Diplomats, Chinese officials and Jewish community leaders were on hand May 7 for the official reopening of Shanghai’s historic Ohel Rachel Synagogue.

Gathering in the courtyard outside the circa-1920s structure just hours before the onset of Shabbat, members of the local Jewish community saw in the reopening the return of Jewish life to a synagogue that had been used sparingly in the last couple of years.

Rabbi Shalom Greenberg, director of the Chabad-Lubavitch run Shanghai Jewish Center, credited the Chinese government with allowing continual use of the synagogue in honor of the 2010 World Expo.

“We all wish to extend our appreciation to the Chinese government for this tremendous gesture,” he said.

Workers prepare the interior of Shanghai, China’s historic Ohel Rachel Synagogue May 7 for its first Friday night service after government officials granted their approval to the Jewish community’s summer use of the structure in honor of the 2010 World Expo.
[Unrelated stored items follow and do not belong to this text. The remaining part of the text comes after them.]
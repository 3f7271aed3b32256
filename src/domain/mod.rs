use serde::{Deserialize, Serialize};
use serde_json::{Map, Value};

use crate::constants::{
    BRAND_NAME, CREATED_AT, DEFAULT_NUMBER_OF_LOCATIONS, HEADQUARTERS, MIN_YEAR_FOUNDED,
    NUMBER_OF_LOCATIONS, UPDATED_AT, YEAR_FOUNDED,
};

/// A stored document: a JSON object keyed by field name.
pub type Document = Map<String, Value>;

/// Loosely-typed input record as read from the store. Nothing is guaranteed about its shape.
pub type RawRecord = Document;

/// A brand in the canonical schema
#[derive(Debug, Clone, PartialEq, Serialize, Deserialize)]
#[serde(rename_all = "camelCase")]
pub struct CanonicalBrand {
    pub brand_name: String,
    pub year_founded: i32,
    pub headquarters: String,
    pub number_of_locations: i64,
    #[serde(flatten)]
    pub metadata: RecordMetadata,
}

/// Timestamps owned by the storage layer, carried through normalization unchanged.
#[derive(Debug, Clone, Default, PartialEq, Serialize, Deserialize)]
#[serde(rename_all = "camelCase")]
pub struct RecordMetadata {
    #[serde(default, skip_serializing_if = "Option::is_none")]
    pub created_at: Option<Value>,
    #[serde(default, skip_serializing_if = "Option::is_none")]
    pub updated_at: Option<Value>,
}

impl RecordMetadata {
    pub fn from_raw(record: &RawRecord) -> Self {
        let passthrough = |key: &str| record.get(key).filter(|v| !v.is_null()).cloned();
        Self {
            created_at: passthrough(CREATED_AT),
            updated_at: passthrough(UPDATED_AT),
        }
    }
}

impl CanonicalBrand {
    /// Check every field constraint against the given upper bound for `yearFounded`.
    pub fn satisfies_constraints(&self, current_year: i32) -> bool {
        !self.brand_name.trim().is_empty()
            && !self.headquarters.trim().is_empty()
            && i64::from(self.year_founded) >= MIN_YEAR_FOUNDED
            && self.year_founded <= current_year
            && self.number_of_locations >= DEFAULT_NUMBER_OF_LOCATIONS
    }

    /// Materialize as a storage document holding only the canonical fields and metadata.
    pub fn to_document(&self) -> Document {
        let mut doc = Document::new();
        doc.insert(BRAND_NAME.to_string(), Value::from(self.brand_name.clone()));
        doc.insert(YEAR_FOUNDED.to_string(), Value::from(self.year_founded));
        doc.insert(HEADQUARTERS.to_string(), Value::from(self.headquarters.clone()));
        doc.insert(
            NUMBER_OF_LOCATIONS.to_string(),
            Value::from(self.number_of_locations),
        );
        if let Some(created_at) = &self.metadata.created_at {
            doc.insert(CREATED_AT.to_string(), created_at.clone());
        }
        if let Some(updated_at) = &self.metadata.updated_at {
            doc.insert(UPDATED_AT.to_string(), updated_at.clone());
        }
        doc
    }
}

#[cfg(test)]
mod tests {
    use super::*;
    use serde_json::json;

    fn brand() -> CanonicalBrand {
        CanonicalBrand {
            brand_name: "Acme".to_string(),
            year_founded: 1850,
            headquarters: "Boston, USA".to_string(),
            number_of_locations: 12,
            metadata: RecordMetadata {
                created_at: Some(json!("2024-01-02T03:04:05Z")),
                updated_at: None,
            },
        }
    }

    #[test]
    fn document_contains_only_canonical_fields_and_present_metadata() {
        let doc = brand().to_document();
        let keys: Vec<&str> = doc.keys().map(String::as_str).collect();
        assert_eq!(doc.len(), 5);
        assert!(keys.contains(&"brandName"));
        assert!(keys.contains(&"createdAt"));
        assert!(!keys.contains(&"updatedAt"));
        assert_eq!(doc["yearFounded"], json!(1850));
    }

    #[test]
    fn serializes_with_camel_case_keys() {
        let value = serde_json::to_value(brand()).unwrap();
        assert_eq!(value["numberOfLocations"], json!(12));
        assert_eq!(value["createdAt"], json!("2024-01-02T03:04:05Z"));
        assert!(value.get("updatedAt").is_none());
    }

    #[test]
    fn metadata_ignores_null_timestamps() {
        let raw = json!({ "createdAt": null, "updatedAt": "2024-05-05" });
        let meta = RecordMetadata::from_raw(raw.as_object().unwrap());
        assert_eq!(meta.created_at, None);
        assert_eq!(meta.updated_at, Some(json!("2024-05-05")));
    }

    #[test]
    fn constraint_check_rejects_future_years() {
        let mut b = brand();
        assert!(b.satisfies_constraints(2024));
        b.year_founded = 2030;
        assert!(!b.satisfies_constraints(2024));
    }
}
Local dignitaries and Jewish leaders who took part in the official reopening of the Ohel Rachel synagogue included, from left, a representative of the Chinese government; Rabbi Shalom Greenberg, director of the Shanghai Jewish Center; Israeli Consul General Jackie Eldan; Jewish community president Maurice Ohana; another government representative; and Rabbi Shlomo Aouizrat, a Chabad-Lubavitch emissary who also serves as the rabbi of the Ohel Rachel.

Rabbi Shlomo Aouizrat offers a prayer at the opening ceremony.

An imposing structure, Ohel Rachel was built decades ago to accommodate a large contingent of Baghdadi Jews that had settled in the port city. Today, locals look to the synagogue as one of the most significant symbols of Shanghai’s colorful Jewish history.

Rabbi Shalom Greenberg thanks the Chinese government on behalf of the Jewish community.

Members of Shanghai’s Jewish community look to the reopening as an emotional return of worshippers to a space that has largely sat idle for years.

Shanghai’s contemporary Jewish community is comprised primarily of international expatriates.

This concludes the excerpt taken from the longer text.